Running NanoOK¶
Note about multi-read FAST5, FASTA, FASTQ: Currently, multi-read FAST5 files cannot be processed by nanook extract. Multi-read FASTA/Q files cannot be processed natively by NanoOK yet, but you can use the multi_to_chunk_dirs.pl script to convert a multi-read FASTA/Q file into single read files that NanoOK align and analyse can process. See the Multi-read files section at the end of the page.
Overview¶
NanoOK understands the concept of sample directories/folders. Within a sample directory will be a set of subdirectories:
- for FAST5 files (though these can exist outside of the subdirectory if you want)
- for FASTA/Q files
- for alignments, named after the aligner - e.g. “bwa” or “last”
- for logs
- for graphs
- for analysis
- for the LaTeX report generated
With the exception of the FAST5 subdirectory, NanoOK will create directories within the sample directory as it needs them.
NanoOK expects FAST5 files to be arranged in one of the following standard ways:
Metrichor structure | Albacore structure |
---|---|
|
|
You can use the -f parameter of nanook extract to tell the program where your fast5 files are, e.g. -f workspace (for a relative path within the sample directory) or -f /path/to/workspace (for an absolute path).
If your files are not like this, then NanoOK will probably struggle to process them.
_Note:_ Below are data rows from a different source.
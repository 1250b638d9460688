use chrono::{Datelike, NaiveDate};
use serde::Serialize;

use crate::error::Result;
use crate::palette::color_for_column;
use crate::series::TimeSeriesTable;

#[derive(Debug, Clone, PartialEq, Serialize)]
pub struct DailyPoint {
    pub day: NaiveDate,
    pub value: Option<f64>,
}

/// `month` is the first day of the calendar month.
#[derive(Debug, Clone, PartialEq, Serialize)]
pub struct MonthlyPoint {
    pub month: NaiveDate,
    pub value: Option<f64>,
}

#[derive(Debug, Clone, Default, PartialEq, Serialize)]
pub struct DescriptiveStats {
    pub count: usize,
    pub mean: Option<f64>,
    pub std: Option<f64>,
    pub min: Option<f64>,
    pub p25: Option<f64>,
    pub p50: Option<f64>,
    pub p75: Option<f64>,
    pub max: Option<f64>,
}

#[derive(Debug, Clone, Serialize)]
pub struct ColumnTrends {
    pub column: String,
    pub color: &'static str,
    pub daily_mean: Vec<DailyPoint>,
    pub monthly_max: Vec<MonthlyPoint>,
    pub monthly_sum: Vec<MonthlyPoint>,
    pub monthly_delta: Vec<MonthlyPoint>,
    pub stats: DescriptiveStats,
}

#[derive(Debug, Clone, Default, Serialize)]
pub struct TrendReport {
    pub columns: Vec<ColumnTrends>,
}

impl TrendReport {
    pub fn column(&self, name: &str) -> Option<&ColumnTrends> {
        self.columns.iter().find(|trends| trends.column == name)
    }
}

/// Daily means, monthly maxima, monthly sums and their month-over-month change, and
/// descriptive statistics for every value column. Calendar buckets are contiguous from the
/// first to the last timestamp, so empty days and months appear with a missing value
/// (or a zero sum).
pub fn aggregate_trends(table: &TimeSeriesTable) -> Result<TrendReport> {
    let timestamps = table.timestamps()?;
    let (Some(first), Some(last)) = (timestamps.iter().min(), timestamps.iter().max()) else {
        let columns = table
            .value_columns()
            .into_iter()
            .enumerate()
            .map(|(idx, column)| ColumnTrends {
                column,
                color: color_for_column(idx),
                daily_mean: Vec::new(),
                monthly_max: Vec::new(),
                monthly_sum: Vec::new(),
                monthly_delta: Vec::new(),
                stats: DescriptiveStats::default(),
            })
            .collect();
        return Ok(TrendReport { columns });
    };

    let first_day = first.date();
    let last_day = last.date();
    let days = day_range(first_day, last_day);
    let months = month_range(first_day, last_day);

    let mut columns = Vec::new();
    for (idx, column) in table.value_columns().into_iter().enumerate() {
        let values = table.values(&column)?;

        let mut day_buckets: Vec<Vec<f64>> = vec![Vec::new(); days.len()];
        let mut month_buckets: Vec<Vec<f64>> = vec![Vec::new(); months.len()];
        for (ts, value) in timestamps.iter().zip(values.iter()) {
            let Some(value) = *value else {
                continue;
            };
            let date = ts.date();
            day_buckets[(date - first_day).num_days() as usize].push(value);
            month_buckets[month_offset(first_day, date)].push(value);
        }

        let daily_mean = days
            .iter()
            .zip(day_buckets.iter())
            .map(|(day, bucket)| DailyPoint {
                day: *day,
                value: mean(bucket),
            })
            .collect();

        let monthly_max = months
            .iter()
            .zip(month_buckets.iter())
            .map(|(month, bucket)| MonthlyPoint {
                month: *month,
                value: bucket.iter().copied().reduce(f64::max),
            })
            .collect();

        let sums: Vec<f64> = month_buckets
            .iter()
            .map(|bucket| bucket.iter().sum())
            .collect();
        let monthly_sum = months
            .iter()
            .zip(sums.iter())
            .map(|(month, sum)| MonthlyPoint {
                month: *month,
                value: Some(*sum),
            })
            .collect();
        let monthly_delta = months
            .iter()
            .zip(monthly_deltas(&sums))
            .map(|(month, delta)| MonthlyPoint {
                month: *month,
                value: delta,
            })
            .collect();

        columns.push(ColumnTrends {
            stats: describe(&values),
            column,
            color: color_for_column(idx),
            daily_mean,
            monthly_max,
            monthly_sum,
            monthly_delta,
        });
    }

    Ok(TrendReport { columns })
}

/// First difference of consecutive monthly sums; the first month has no predecessor.
pub fn monthly_deltas(sums: &[f64]) -> Vec<Option<f64>> {
    let mut deltas = Vec::with_capacity(sums.len());
    if !sums.is_empty() {
        deltas.push(None);
    }
    deltas.extend(sums.windows(2).map(|pair| Some(pair[1] - pair[0])));
    deltas
}

/// Count, mean, sample standard deviation, min, quartiles (linear interpolation between
/// order statistics) and max over the present values.
pub fn describe(values: &[Option<f64>]) -> DescriptiveStats {
    let mut present: Vec<f64> = values.iter().flatten().copied().collect();
    if present.is_empty() {
        return DescriptiveStats::default();
    }
    present.sort_by(|a, b| a.total_cmp(b));

    let count = present.len();
    let mean_value = present.iter().sum::<f64>() / count as f64;
    let std = if count > 1 {
        let squares: f64 = present.iter().map(|v| (v - mean_value).powi(2)).sum();
        Some((squares / (count - 1) as f64).sqrt())
    } else {
        None
    };

    DescriptiveStats {
        count,
        mean: Some(mean_value),
        std,
        min: present.first().copied(),
        p25: Some(quantile(&present, 0.25)),
        p50: Some(quantile(&present, 0.5)),
        p75: Some(quantile(&present, 0.75)),
        max: present.last().copied(),
    }
}

fn quantile(sorted: &[f64], q: f64) -> f64 {
    let position = q * (sorted.len() - 1) as f64;
    let lower = position.floor() as usize;
    let upper = position.ceil() as usize;
    let fraction = position - lower as f64;
    sorted[lower] + (sorted[upper] - sorted[lower]) * fraction
}

fn mean(bucket: &[f64]) -> Option<f64> {
    if bucket.is_empty() {
        None
    } else {
        Some(bucket.iter().sum::<f64>() / bucket.len() as f64)
    }
}

fn day_range(first: NaiveDate, last: NaiveDate) -> Vec<NaiveDate> {
    first.iter_days().take_while(|day| *day <= last).collect()
}

fn month_start(date: NaiveDate) -> NaiveDate {
    date.with_day(1).unwrap_or(date)
}

fn month_offset(first: NaiveDate, date: NaiveDate) -> usize {
    let months = (date.year() - first.year()) * 12 + date.month() as i32 - first.month() as i32;
    months as usize
}

fn month_range(first: NaiveDate, last: NaiveDate) -> Vec<NaiveDate> {
    let mut months = Vec::new();
    let mut current = month_start(first);
    let end = month_start(last);
    while current <= end {
        months.push(current);
        current = match current.checked_add_months(chrono::Months::new(1)) {
            Some(next) => next,
            None => break,
        };
    }
    months
}
pub mod errors;
pub mod formats;
pub mod model;
mod registry;
mod sentinel;

pub use errors::ParserError;
pub use model::{
    LoadOptions, RawTable, SentinelTokens, DEFAULT_NA_TOKENS, DEFAULT_TIMESTAMP_FORMAT,
};
pub use registry::{load_table, load_with_readers, TableReader};
pub use sentinel::{missing_counts, normalize_sentinels};

#[cfg(test)]
mod tests;
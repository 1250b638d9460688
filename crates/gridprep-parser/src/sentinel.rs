use polars::prelude::*;

use crate::errors::ParserError;
use crate::model::{RawTable, SentinelTokens};

/// Replaces every cell equal to one of `tokens` (or empty) with null, in every column
/// including the time column. Running it twice is a no-op.
pub fn normalize_sentinels(
    raw: &RawTable,
    tokens: &SentinelTokens,
) -> Result<RawTable, ParserError> {
    let df = raw.df();
    let mut columns: Vec<Column> = Vec::with_capacity(df.width());

    for column in df.get_columns() {
        let values = column.str().map_err(|source| ParserError::ColumnCast {
            column: column.name().to_string(),
            source,
        })?;
        let cleaned: Vec<Option<&str>> = values
            .into_iter()
            .map(|value| value.filter(|v| !tokens.is_missing(v)))
            .collect();
        columns.push(Series::new(column.name().clone(), cleaned).into());
    }

    let df = DataFrame::new(columns).map_err(|err| ParserError::Validation {
        reader: "SENTINEL",
        message: format!("failed to rebuild normalized table: {err}"),
    })?;
    Ok(RawTable::from_string_frame(df))
}

/// Null count per column, in column order.
pub fn missing_counts(df: &DataFrame) -> Vec<(String, usize)> {
    df.get_columns()
        .iter()
        .map(|column| (column.name().to_string(), column.null_count()))
        .collect()
}
use std::path::PathBuf;

use anyhow::{Context, Result};
use clap::Args;
use comfy_table::Table;
use gridprep_core::boundary::detect_quality_boundary;
use gridprep_core::{load, missing_counts, PipelineConfig};

use crate::read_upload;

#[derive(Args, Debug)]
pub struct InspectArgs {
    /// CSV, XLS or XLSX export
    file: PathBuf,
    /// Column holding timestamps or intervals; enables the quality boundary report
    #[arg(long)]
    time_column: Option<String>,
}

pub fn handle_inspect(args: &InspectArgs, config: &PipelineConfig) -> Result<()> {
    let (bytes, name) = read_upload(&args.file)?;
    let raw = load(&bytes, &name, config).with_context(|| format!("failed to load {name}"))?;

    println!("{name}: {} rows", raw.height());

    let mut columns = Table::new();
    columns.set_header(vec!["Column", "Missing"]);
    for (column, missing) in missing_counts(raw.df()) {
        columns.add_row(vec![column, missing.to_string()]);
    }
    println!("{columns}");

    if let Some(time_column) = &args.time_column {
        let boundary = detect_quality_boundary(
            &raw,
            time_column,
            &config.unavailable_token,
            &config.timestamp_format(),
        )
        .context("quality boundary detection failed")?;

        let mut report = Table::new();
        report.set_header(vec!["Quality boundary", "Row"]);
        match (boundary.first_unavailable, boundary.row) {
            (Some(timestamp), Some(row)) => {
                report.add_row(vec![timestamp.to_string(), row.to_string()]);
            }
            _ => {
                report.add_row(vec!["none".to_string(), "-".to_string()]);
            }
        }
        println!("{report}");
    }

    Ok(())
}
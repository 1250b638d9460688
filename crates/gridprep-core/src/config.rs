use std::fs;
use std::path::Path;

use gridprep_parser::{LoadOptions, SentinelTokens, DEFAULT_NA_TOKENS, DEFAULT_TIMESTAMP_FORMAT};
use serde::{Deserialize, Serialize};

use crate::boundary::DEFAULT_UNAVAILABLE_TOKEN;
use crate::error::{PipelineError, Result};
use crate::timestamps::{TimestampFormat, DEFAULT_INTERVAL_SEPARATOR};
use crate::types::CoercionPolicy;

/// Settings that stay fixed across runs. Every field has a default, so an empty TOML
/// document is a valid configuration.
#[derive(Debug, Clone, PartialEq, Eq, Serialize, Deserialize)]
#[serde(default, deny_unknown_fields)]
pub struct PipelineConfig {
    pub na_tokens: Vec<String>,
    pub unavailable_token: String,
    pub interval_separator: String,
    pub timestamp_format: String,
    pub delimiter: char,
    pub strict_numeric: bool,
}

impl Default for PipelineConfig {
    fn default() -> Self {
        Self {
            na_tokens: DEFAULT_NA_TOKENS.iter().map(|token| token.to_string()).collect(),
            unavailable_token: DEFAULT_UNAVAILABLE_TOKEN.to_string(),
            interval_separator: DEFAULT_INTERVAL_SEPARATOR.to_string(),
            timestamp_format: DEFAULT_TIMESTAMP_FORMAT.to_string(),
            delimiter: ',',
            strict_numeric: false,
        }
    }
}

impl PipelineConfig {
    pub fn from_toml_str(source: &str) -> Result<Self> {
        let config: Self = toml::from_str(source)?;
        config.validate()?;
        Ok(config)
    }

    pub fn from_path(path: impl AsRef<Path>) -> Result<Self> {
        let source = fs::read_to_string(path)?;
        Self::from_toml_str(&source)
    }

    pub fn validate(&self) -> Result<()> {
        if !self.delimiter.is_ascii() {
            return Err(PipelineError::Config(format!(
                "delimiter '{}' must be a single ASCII character",
                self.delimiter
            )));
        }
        if self.unavailable_token.is_empty() {
            return Err(PipelineError::Config(
                "unavailable_token must not be empty".to_string(),
            ));
        }
        if self.interval_separator.is_empty() {
            return Err(PipelineError::Config(
                "interval_separator must not be empty".to_string(),
            ));
        }
        if self.timestamp_format.trim().is_empty() {
            return Err(PipelineError::Config(
                "timestamp_format must not be empty".to_string(),
            ));
        }
        Ok(())
    }

    pub fn load_options(&self) -> Result<LoadOptions> {
        self.validate()?;
        Ok(LoadOptions {
            tokens: SentinelTokens::new(self.na_tokens.iter().cloned()),
            delimiter: self.delimiter as u8,
            datetime_format: self.timestamp_format.clone(),
        })
    }

    pub fn timestamp_format(&self) -> TimestampFormat {
        TimestampFormat::new(
            self.timestamp_format.clone(),
            self.interval_separator.clone(),
        )
    }

    pub fn coercion_policy(&self) -> CoercionPolicy {
        if self.strict_numeric {
            CoercionPolicy::Strict
        } else {
            CoercionPolicy::Lenient
        }
    }
}

#[cfg(test)]
mod tests {
    use super::*;

    #[test]
    fn empty_document_uses_defaults() {
        let config = PipelineConfig::from_toml_str("").expect("empty config parses");
        assert_eq!(config, PipelineConfig::default());
        assert_eq!(config.coercion_policy(), CoercionPolicy::Lenient);
        assert_eq!(config.timestamp_format(), TimestampFormat::default());
    }

    #[test]
    fn overrides_flow_into_load_options() {
        let config = PipelineConfig::from_toml_str(
            r#"
            na_tokens = ["n/a"]
            delimiter = ";"
            strict_numeric = true
            "#,
        )
        .expect("config parses");

        let options = config.load_options().expect("ascii delimiter");
        assert_eq!(options.delimiter, b';');
        assert!(options.tokens.contains("n/a"));
        assert!(!options.tokens.contains("n/e"));
        assert_eq!(config.coercion_policy(), CoercionPolicy::Strict);
    }

    #[test]
    fn unknown_keys_and_bad_delimiters_are_rejected() {
        assert!(matches!(
            PipelineConfig::from_toml_str("colour = \"red\""),
            Err(PipelineError::ConfigFile(_))
        ));
        assert!(matches!(
            PipelineConfig::from_toml_str("delimiter = \"§\""),
            Err(PipelineError::Config(_))
        ));
    }
}
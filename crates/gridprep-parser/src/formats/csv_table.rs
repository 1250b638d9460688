use csv::ReaderBuilder;

use crate::errors::ParserError;
use crate::model::{LoadOptions, RawTable};
use crate::registry::TableReader;

use super::common::{normalize_headers, StringColumns};

pub struct CsvTableReader;

impl CsvTableReader {
    const NAME: &'static str = "CSV";
}

impl TableReader for CsvTableReader {
    fn name(&self) -> &'static str {
        Self::NAME
    }

    fn extensions(&self) -> &'static [&'static str] {
        &["csv"]
    }

    fn read(&self, bytes: &[u8], options: &LoadOptions) -> Result<RawTable, ParserError> {
        let mut reader = ReaderBuilder::new()
            .delimiter(options.delimiter)
            .has_headers(true)
            .flexible(false)
            .from_reader(bytes);

        let header_record = reader
            .headers()
            .map_err(|source| ParserError::Csv {
                reader: Self::NAME,
                source,
            })?
            .clone();
        let headers = normalize_headers(Self::NAME, header_record.iter())?;

        let mut columns = StringColumns::new(headers);
        for result in reader.records() {
            let record = result.map_err(|source| ParserError::Csv {
                reader: Self::NAME,
                source,
            })?;
            columns.push_row(record.iter().map(|field| Some(field.to_string())));
        }

        columns.build(Self::NAME)
    }
}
The next few sections assume the use of the LAST aligner - our currently preferred choice. Later sections detail changes for other aligners.
For the impatient¶
lastdb -Q 0 referencename referencename.fasta
nanook extract -s SampleDir -f path/to/fast5
nanook align -s SampleDir -r referencename.fasta
nanook analyse -s SampleDir -r referencename.fasta -passonly
Extracting FASTA files¶
Use the nanook extract option:
nanook extract -s SampleDir
where:
-s
or-sample
specifies the sample name (ie. same as directory name)-a
or-fasta
(optional, set by default) specifies FASTA output-q
or-fastq
specifies FASTQ output-f
or-reads
allows you to specify the location of the FAST5 reads. This needs to be either absolute (beginning with a ‘/’ - e.g.-f /Users/leggett/examplerun/workspace
) or relative to the sample directory (e.g.-f workspace
if the sample directory contains the albacore workspace directory).-minquality
allows you to set the minimum quality for a pass read. Without specifying this, your reads will be treated as per the basecaller’s criteria. If the basecaller doesn’t separate into pass/fail, all reads are considered pass.
Preparing references¶
NanoOK supports multiple reference sequences - however, these currently need to be located in a single FASTA file.
References first need to be indexed with the aligner, e.g. with LAST:
lastdb -Q 0 referencename referencename.fasta
The -Q 0 tells LAST to expect a FASTA file, the next parameter is the output prefix and the final parameter is the reference file.
Note: the output prefix must be the same name as the FASTA file, apart from the .fa or .fasta extension. This is because NanoOK needs to use the original FASTA file.
NanoOK also produces its own index file. It will do this when you first
run alignments and will generate a file called
referencename.fasta.sizes
, which will look similar to:
gi|556503834|ref|NC_000913.3| 4641652 Escherichia_coli
This is a three column format - the first column gives sequence IDs in the FASTA file, the second the size of the sequence and the third the display name used by NanoOK. The display name is also used for filenames for various intermediate files.
NanoOK will extract meaningful display names from NCBI format sequences, but it cannot cope with every format of sequence ID. It is recommended that every time you generate a new .sizes file, you check that you are happy with the display names and that they do not contain characters that can cause problems with filenames and LaTeX - e.g. | (bar). You can do this before running nanook analyse (below).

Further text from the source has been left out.